To make matters worse, the Miss Las Vegas Hempfest contest was also that afternoon. You might remember me hustling for votes in that competition — I gave up weeks ago, though, because the chick in first place had clearly hacked the system, because she had thousands of votes where everyone else just had hundreds…and besides, she was a real heifer. (Incidentally, my tech genius brother offered to do the same for me — hack the contest so that I won — but I refused to let him, because I have morals, dammit!)
Anyway, since I was already there, I figured I might as well enter the damn pageant anyway, and see what happened. Come to find out, the whole online-voting thing was bullshit anyway and didn’t count for anything (?!?!?!?!?!?!?!!!!!!), and it was really down to who showed up onstage. The website had said there was a $300 prize, so I figured I should at least try.

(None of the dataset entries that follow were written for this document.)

//! Uniform client interface to HPC batch schedulers
//!
//! This crate wraps PBS-style and Slurm-style schedulers behind one API, so
//! code that submits and tracks batch jobs does not change when it moves
//! between clusters.
//!
//! # Overview
//!
//! A [`Client`] drives one scheduler adapter through its native commands:
//! 1. **Submission**: assemble directives from structured options, render
//!    job scripts from templates, run the submit command
//! 2. **Tracking**: query status and translate native codes into a generic
//!    vocabulary
//! 3. **Control**: hold, release and delete jobs
//! 4. **Housekeeping**: list and sweep rendered job scripts
//!
//! # Supported Schedulers
//!
//! | Scheduler | Commands | Detection probe |
//! |-----------|----------|-----------------|
//! | PBS Pro / OpenPBS / Torque | qsub, qstat, qdel, qhold, qrls | `which qsub` |
//! | Slurm | sbatch, squeue, scancel, scontrol | `which sbatch` |
//! | Mock (dev mode) | echo | `which ls`, gated by `BATCHQ_DEV_MODE=1` |
//!
//! Every operation runs the scheduler command synchronously and returns
//! when it exits; the scheduler itself remains the source of truth for job
//! state.
//!
//! # Example: Submit and Track
//!
//! ```ignore
//! use batchq::{get_client, SubmitOptions};
//! use chrono::Duration;
//!
//! fn main() -> batchq::BatchResult<()> {
//!     // Detect the installed scheduler (PBS or Slurm)
//!     let client = get_client()?;
//!
//!     let options = SubmitOptions::new()
//!         .with_queue("express")
//!         .with_walltime(Duration::hours(10))
//!         .with_variable("run_id", 42);
//!
//!     let mut job = client.submit("run.sh", options)?.job().unwrap();
//!     println!("Submitted {}", job.id());
//!
//!     while !job.is_finished() {
//!         std::thread::sleep(std::time::Duration::from_secs(30));
//!         job.status()?;
//!     }
//!
//!     Ok(())
//! }
//! ```
//!
//! # Example: Templated Job Scripts
//!
//! ```ignore
//! use batchq::{get_client, SubmitOptions};
//!
//! // run.sh.j2 contains: ./model --steps {{steps}} --queue {{queue}}
//! let options = SubmitOptions::new()
//!     .with_render(true)
//!     .with_queue("normal")
//!     .with_context("steps", "1000");
//!
//! // The rendered copy lands in the script directory with a random
//! // suffix; the submit command references the rendered path.
//! let job = client.submit("run.sh.j2", options)?;
//! ```
//!
//! # Example: Dry Runs
//!
//! ```ignore
//! use batchq::{get_client, SubmitOptions};
//!
//! let submission = client.submit(
//!     "test.sh",
//!     SubmitOptions::new().with_queue("express").with_dry_run(true),
//! )?;
//! assert_eq!(submission.command(), Some("qsub -q express test.sh"));
//! ```

pub mod config;
mod directives;
pub mod error;
pub mod factory;
pub mod job;
pub mod mock;
pub mod options;
pub mod pbs;
pub mod scheduler;
pub mod script;
pub mod shell;
pub mod slurm;
pub mod status;
mod template;

// Re-exports
pub use config::{ClientConfig, SCRIPT_DIR_ENV};
pub use error::{BatchError, BatchResult};
pub use factory::{DEV_MODE_ENV, detect, get_client, get_client_with};
pub use job::Job;
pub use mock::MockAdapter;
pub use options::{Delay, SubmitOptions};
pub use pbs::PbsAdapter;
pub use scheduler::{
    Client, JobStatus, Scheduler, SchedulerKind, Submission, SubmitOutcome,
};
pub use script::ScriptManager;
pub use shell::{CommandOutput, CommandRunner, ScriptedRunner, SystemRunner};
pub use slurm::SlurmAdapter;
pub use status::{GenericStatus, MatchOn, StatusCatalog, StatusCode};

I figured my odds were pretty good — I was one of maybe two chicks there who had ever lifted a weight in her life; the rest were sloppy, cottage-cheese-assed heifers with shitty tattoos and bloodshot eyes. But meanwhile, we were playing to a crowd of pimple-faced, half-lidded idiots who were baked out of their gourds…and the emcee himself was so high he forgot what he was doing, and the P.A. system was abysmal, and the whole thing was so amateurish and such a disaster that I was really embarrassed to be up there. Well, that’s what you get when you attend an even produced by stoners, for stoners — a royal clusterfuck!!! They ended up awarding 1st place to some halfwitted dipshit with a tiny monkey on her shoulder, and a friend later tipped me off that the whole thing was rigged all along for her to win, because she was dating the emcee. WTF?!?!?!?! I wasted my entire fucking day sweating in that damn showgirl outfit, and for what? To be made a fool of by a bunch of Dorito-breathed suburban troglodytes. Sad.

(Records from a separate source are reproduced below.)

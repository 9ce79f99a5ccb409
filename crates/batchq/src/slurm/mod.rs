//! Slurm scheduler support.
//!
//! The adapter mirrors the PBS adapter's interface so callers can switch
//! schedulers without changing submission code.

mod adapter;
mod parser;
pub(crate) mod templates;

pub use adapter::SlurmAdapter;
//! Command, directive, and status tables for PBS.

use crate::directives::{DirectiveSet, VariableStyle, WalltimeStyle};
use crate::scheduler::CommandSet;
use crate::status::{GenericStatus, StatusCode};

pub(crate) const COMMANDS: CommandSet = CommandSet {
    submit: "qsub{directives} {job_script}",
    status: "qstat -f -F json {job_id}",
    delete: "qdel {job_id}",
    hold: "qhold {job_id}",
    release: "qrls {job_id}",
};

pub(crate) const DIRECTIVES: DirectiveSet = DirectiveSet {
    depends_on: "-W depend=afterok:{depends_on_str}",
    delay: "-a {delay_str}",
    queue: "-q {queue}",
    walltime: "-l walltime={walltime_str}",
    storage: Some("-l storage={storage_str}"),
    delay_fmt: "%Y%m%d%H%M.%S",
    walltime_style: WalltimeStyle::Clock,
    variable_style: VariableStyle::Directive,
};

/// PBS job states, per the PBS Professional reference guide. PBS reports
/// single-letter codes only, and every code has a generic translation.
pub(crate) const STATUSES: &[StatusCode] = &[
    StatusCode {
        short: "B",
        long: None,
        description: "Array job has at least one subjob running",
        generic: Some(GenericStatus::HasSubjob),
    },
    StatusCode {
        short: "E",
        long: None,
        description: "Job is exiting after having run",
        generic: Some(GenericStatus::Exiting),
    },
    StatusCode {
        short: "F",
        long: None,
        description: "Job is finished",
        generic: Some(GenericStatus::Finished),
    },
    StatusCode {
        short: "H",
        long: None,
        description: "Job is held",
        generic: Some(GenericStatus::Held),
    },
    StatusCode {
        short: "M",
        long: None,
        description: "Job was moved to another server",
        generic: Some(GenericStatus::Moved),
    },
    StatusCode {
        short: "Q",
        long: None,
        description: "Job is queued",
        generic: Some(GenericStatus::Queued),
    },
    StatusCode {
        short: "R",
        long: None,
        description: "Job is running",
        generic: Some(GenericStatus::Running),
    },
    StatusCode {
        short: "S",
        long: None,
        description: "Job is suspended",
        generic: Some(GenericStatus::Suspended),
    },
    StatusCode {
        short: "T",
        long: None,
        description: "Job is being moved to new location",
        generic: Some(GenericStatus::Moving),
    },
    StatusCode {
        short: "U",
        long: None,
        description: "Cycle-harvesting job is suspended due to keyboard activity",
        generic: Some(GenericStatus::CycleHarvesting),
    },
    StatusCode {
        short: "W",
        long: None,
        description: "Job is waiting for its submitter-assigned start time to be reached",
        generic: Some(GenericStatus::Waiting),
    },
    StatusCode {
        short: "X",
        long: None,
        description: "Subjob has completed execution or has been deleted",
        generic: Some(GenericStatus::SubjobCompleted),
    },
];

Serves me right for even being a part of the “medical marijuana” community — the whole industry is a huge fuckin’ farce! Everyone there was baked out of their minds, slack-jawed and overweight and pimply and just fucking messes. If anything, from the looks of that crowd I’d say marijuana causes more health problems than it treats, honestly — every single fuckin’ loser there was a diabetes case waiting to happen!!!!!! I do use marijuana medicinally (for sleep), but I have to be honest..when my medical card expires in November, I doubt I’ll bother to renew it. It’s a crooked fuckin’ farce of a system, so what’s the point? What exactly am I supporting?! It’ll be legalized altogether soon enough, and until then, I can get it elsewhere….ya know what I mean?

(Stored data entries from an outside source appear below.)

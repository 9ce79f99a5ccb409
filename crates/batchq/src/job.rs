//! Job handles: thin, ID-carrying views onto a scheduler adapter.

use std::sync::{Arc, Weak};

use serde_json::Value;
use tracing::debug;

use crate::error::{BatchError, BatchResult};
use crate::scheduler::Scheduler;
use crate::status::GenericStatus;

/// Handle to one scheduler job.
///
/// A handle stores the job ID and a cached copy of the last status it saw;
/// the scheduler itself remains the source of truth. The adapter is held
/// through a weak reference, so dropping the owning [`Client`] leaves the
/// handle intact but inert: operations then fail with
/// [`BatchError::SchedulerDropped`].
///
/// [`Client`]: crate::Client
#[derive(Debug)]
pub struct Job {
    id: String,
    scheduler: Option<Weak<dyn Scheduler>>,
    status: Option<GenericStatus>,
    native: Option<Value>,
    auto_update: bool,
}

impl Job {
    /// Bind a handle to an adapter, fetching the first status when
    /// `auto_update` is set.
    pub(crate) fn bind(
        id: String,
        scheduler: Weak<dyn Scheduler>,
        auto_update: bool,
    ) -> BatchResult<Self> {
        let mut job = Self {
            id,
            scheduler: Some(scheduler),
            status: None,
            native: None,
            auto_update,
        };
        if job.auto_update {
            job.update()?;
        }
        Ok(job)
    }

    /// Handle with no adapter behind it. Useful for carrying a job ID
    /// through code that may never touch the scheduler; every scheduler
    /// operation fails with [`BatchError::SchedulerDropped`].
    pub fn detached(id: impl Into<String>) -> Self {
        Self {
            id: id.into(),
            scheduler: None,
            status: None,
            native: None,
            auto_update: false,
        }
    }

    /// The scheduler-assigned job ID.
    pub fn id(&self) -> &str {
        &self.id
    }

    /// Whether mutating operations refresh the cached status.
    pub fn auto_update(&self) -> bool {
        self.auto_update
    }

    /// Enable or disable status refresh after mutating operations.
    pub fn set_auto_update(&mut self, auto_update: bool) {
        self.auto_update = auto_update;
    }

    /// The cached generic status from the most recent fetch, if any.
    pub fn last_status(&self) -> Option<GenericStatus> {
        self.status
    }

    /// The cached native status record from the most recent fetch, if any.
    pub fn native_status(&self) -> Option<&Value> {
        self.native.as_ref()
    }

    /// Fetch the current status from the scheduler and cache it.
    ///
    /// Returns `None` when the scheduler reports a status code with no
    /// generic translation; [`native_status`](Job::native_status) still
    /// holds the raw record in that case.
    pub fn status(&mut self) -> BatchResult<Option<GenericStatus>> {
        self.update()?;
        Ok(self.status)
    }

    /// Whether the cached status is terminal.
    pub fn is_finished(&self) -> bool {
        self.status.is_some_and(|status| status.is_terminal())
    }

    /// Hold the job. Refreshes the cached status when auto-update is on.
    pub fn hold(&mut self) -> BatchResult<()> {
        self.scheduler()?.hold(&self.id)?;
        debug!("Held job {}", self.id);
        if self.auto_update {
            self.update()?;
        }
        Ok(())
    }

    /// Release the job. Refreshes the cached status when auto-update is on.
    pub fn release(&mut self) -> BatchResult<()> {
        self.scheduler()?.release(&self.id)?;
        debug!("Released job {}", self.id);
        if self.auto_update {
            self.update()?;
        }
        Ok(())
    }

    /// Delete (cancel) the job. Never refreshes the cached status: the
    /// scheduler forgets the job, so a follow-up query would only fail.
    pub fn delete(&self) -> BatchResult<()> {
        self.scheduler()?.delete(&self.id)?;
        debug!("Deleted job {}", self.id);
        Ok(())
    }

    fn update(&mut self) -> BatchResult<()> {
        let status = self.scheduler()?.status(&self.id)?;
        self.status = status.generic;
        self.native = Some(status.native);
        Ok(())
    }

    fn scheduler(&self) -> BatchResult<Arc<dyn Scheduler>> {
        self.scheduler
            .as_ref()
            .and_then(Weak::upgrade)
            .ok_or(BatchError::SchedulerDropped)
    }
}

#[cfg(test)]
mod tests {
    use super::*;
    use crate::options::SubmitOptions;
    use crate::scheduler::{JobStatus, SchedulerKind, SubmitOutcome};
    use std::path::{Path, PathBuf};
    use std::sync::{Mutex, PoisonError};

    /// Records which operations ran and replays a scripted status sequence.
    struct RecordingScheduler {
        ops: Mutex<Vec<&'static str>>,
        statuses: Mutex<Vec<Option<GenericStatus>>>,
    }

    impl RecordingScheduler {
        fn new(mut statuses: Vec<Option<GenericStatus>>) -> Self {
            // Stored reversed so pop() yields them in order.
            statuses.reverse();
            Self {
                ops: Mutex::new(Vec::new()),
                statuses: Mutex::new(statuses),
            }
        }

        fn record(&self, op: &'static str) {
            self.ops
                .lock()
                .unwrap_or_else(PoisonError::into_inner)
                .push(op);
        }

        fn ops(&self) -> Vec<&'static str> {
            self.ops
                .lock()
                .unwrap_or_else(PoisonError::into_inner)
                .clone()
        }
    }

    impl Scheduler for RecordingScheduler {
        fn kind(&self) -> SchedulerKind {
            SchedulerKind::Mock
        }

        fn submit(&self, _script: &Path, _options: &SubmitOptions) -> BatchResult<SubmitOutcome> {
            self.record("submit");
            Ok(SubmitOutcome::JobId("rec-1".to_string()))
        }

        fn status(&self, job_id: &str) -> BatchResult<JobStatus> {
            self.record("status");
            let generic = self
                .statuses
                .lock()
                .unwrap_or_else(PoisonError::into_inner)
                .pop()
                .ok_or_else(|| BatchError::NotFound(job_id.to_string()))?;
            Ok(JobStatus {
                generic,
                native: serde_json::json!({}),
            })
        }

        fn hold(&self, _job_id: &str) -> BatchResult<String> {
            self.record("hold");
            Ok(String::new())
        }

        fn release(&self, _job_id: &str) -> BatchResult<String> {
            self.record("release");
            Ok(String::new())
        }

        fn delete(&self, _job_id: &str) -> BatchResult<String> {
            self.record("delete");
            Ok(String::new())
        }

        fn list_job_scripts(&self) -> BatchResult<Vec<PathBuf>> {
            Ok(Vec::new())
        }

        fn clean_job_scripts(&self, _force: bool) -> BatchResult<usize> {
            Ok(0)
        }
    }

    fn bind(
        scheduler: &Arc<RecordingScheduler>,
        auto_update: bool,
    ) -> BatchResult<Job> {
        let scheduler: Arc<dyn Scheduler> = scheduler.clone();
        let weak: Weak<dyn Scheduler> = Arc::downgrade(&scheduler);
        Job::bind("rec-1".to_string(), weak, auto_update)
    }

    #[test]
    fn test_bind_with_auto_update_fetches_status() {
        let scheduler = Arc::new(RecordingScheduler::new(vec![Some(GenericStatus::Queued)]));
        let job = bind(&scheduler, true).unwrap();
        assert_eq!(job.last_status(), Some(GenericStatus::Queued));
        assert_eq!(scheduler.ops(), vec!["status"]);
    }

    #[test]
    fn test_bind_without_auto_update_skips_fetch() {
        let scheduler = Arc::new(RecordingScheduler::new(Vec::new()));
        let job = bind(&scheduler, false).unwrap();
        assert_eq!(job.last_status(), None);
        assert!(scheduler.ops().is_empty());
    }

    #[test]
    fn test_status_refreshes_cache() {
        let scheduler = Arc::new(RecordingScheduler::new(vec![
            Some(GenericStatus::Queued),
            Some(GenericStatus::Running),
        ]));
        let mut job = bind(&scheduler, true).unwrap();
        assert_eq!(job.status().unwrap(), Some(GenericStatus::Running));
        assert_eq!(job.last_status(), Some(GenericStatus::Running));
    }

    #[test]
    fn test_hold_and_release_refresh_when_auto_update() {
        let scheduler = Arc::new(RecordingScheduler::new(vec![
            Some(GenericStatus::Queued),
            Some(GenericStatus::Held),
            Some(GenericStatus::Queued),
        ]));
        let mut job = bind(&scheduler, true).unwrap();
        job.hold().unwrap();
        assert_eq!(job.last_status(), Some(GenericStatus::Held));
        job.release().unwrap();
        assert_eq!(job.last_status(), Some(GenericStatus::Queued));
        assert_eq!(
            scheduler.ops(),
            vec!["status", "hold", "status", "release", "status"]
        );
    }

    #[test]
    fn test_hold_without_auto_update_does_not_refresh() {
        let scheduler = Arc::new(RecordingScheduler::new(Vec::new()));
        let mut job = bind(&scheduler, false).unwrap();
        job.hold().unwrap();
        assert_eq!(scheduler.ops(), vec!["hold"]);
    }

    #[test]
    fn test_delete_never_refreshes() {
        let scheduler = Arc::new(RecordingScheduler::new(vec![Some(GenericStatus::Queued)]));
        let job = bind(&scheduler, true).unwrap();
        job.delete().unwrap();
        assert_eq!(scheduler.ops(), vec!["status", "delete"]);
    }

    #[test]
    fn test_detached_handle_has_no_scheduler() {
        let mut job = Job::detached("9999.gadi-pbs");
        assert_eq!(job.id(), "9999.gadi-pbs");
        assert_eq!(job.last_status(), None);
        assert!(matches!(
            job.status(),
            Err(BatchError::SchedulerDropped)
        ));
    }

    #[test]
    fn test_dropped_scheduler_leaves_handle_inert() {
        let scheduler = Arc::new(RecordingScheduler::new(vec![Some(GenericStatus::Queued)]));
        let mut job = bind(&scheduler, true).unwrap();
        drop(scheduler);
        assert!(matches!(job.status(), Err(BatchError::SchedulerDropped)));
        // The cache from before the drop is still readable.
        assert_eq!(job.last_status(), Some(GenericStatus::Queued));
    }

    #[test]
    fn test_is_finished_tracks_terminal_status() {
        let scheduler = Arc::new(RecordingScheduler::new(vec![
            Some(GenericStatus::Running),
            Some(GenericStatus::Finished),
        ]));
        let mut job = bind(&scheduler, true).unwrap();
        assert!(!job.is_finished());
        job.status().unwrap();
        assert!(job.is_finished());
    }
}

Anyway, that all sucked pretty badly, especially because I blew off Sykes Hot Springs for it :-/ But again…I’m not gonna sit around and cry about it; I’ve got better things to do. Like flying to Kona, Hawaii to visit my friend Dr. Who! He got me a volunteer position in the medical tent at the Ironman Triathlon Finals — a chance to mingle with a bunch of vibrant, enthusiastic go-getters in peak physical condition, as opposed to a bunch of slack-jawed lard-assed pimple-faced beer-swilling stoners. YAY!!!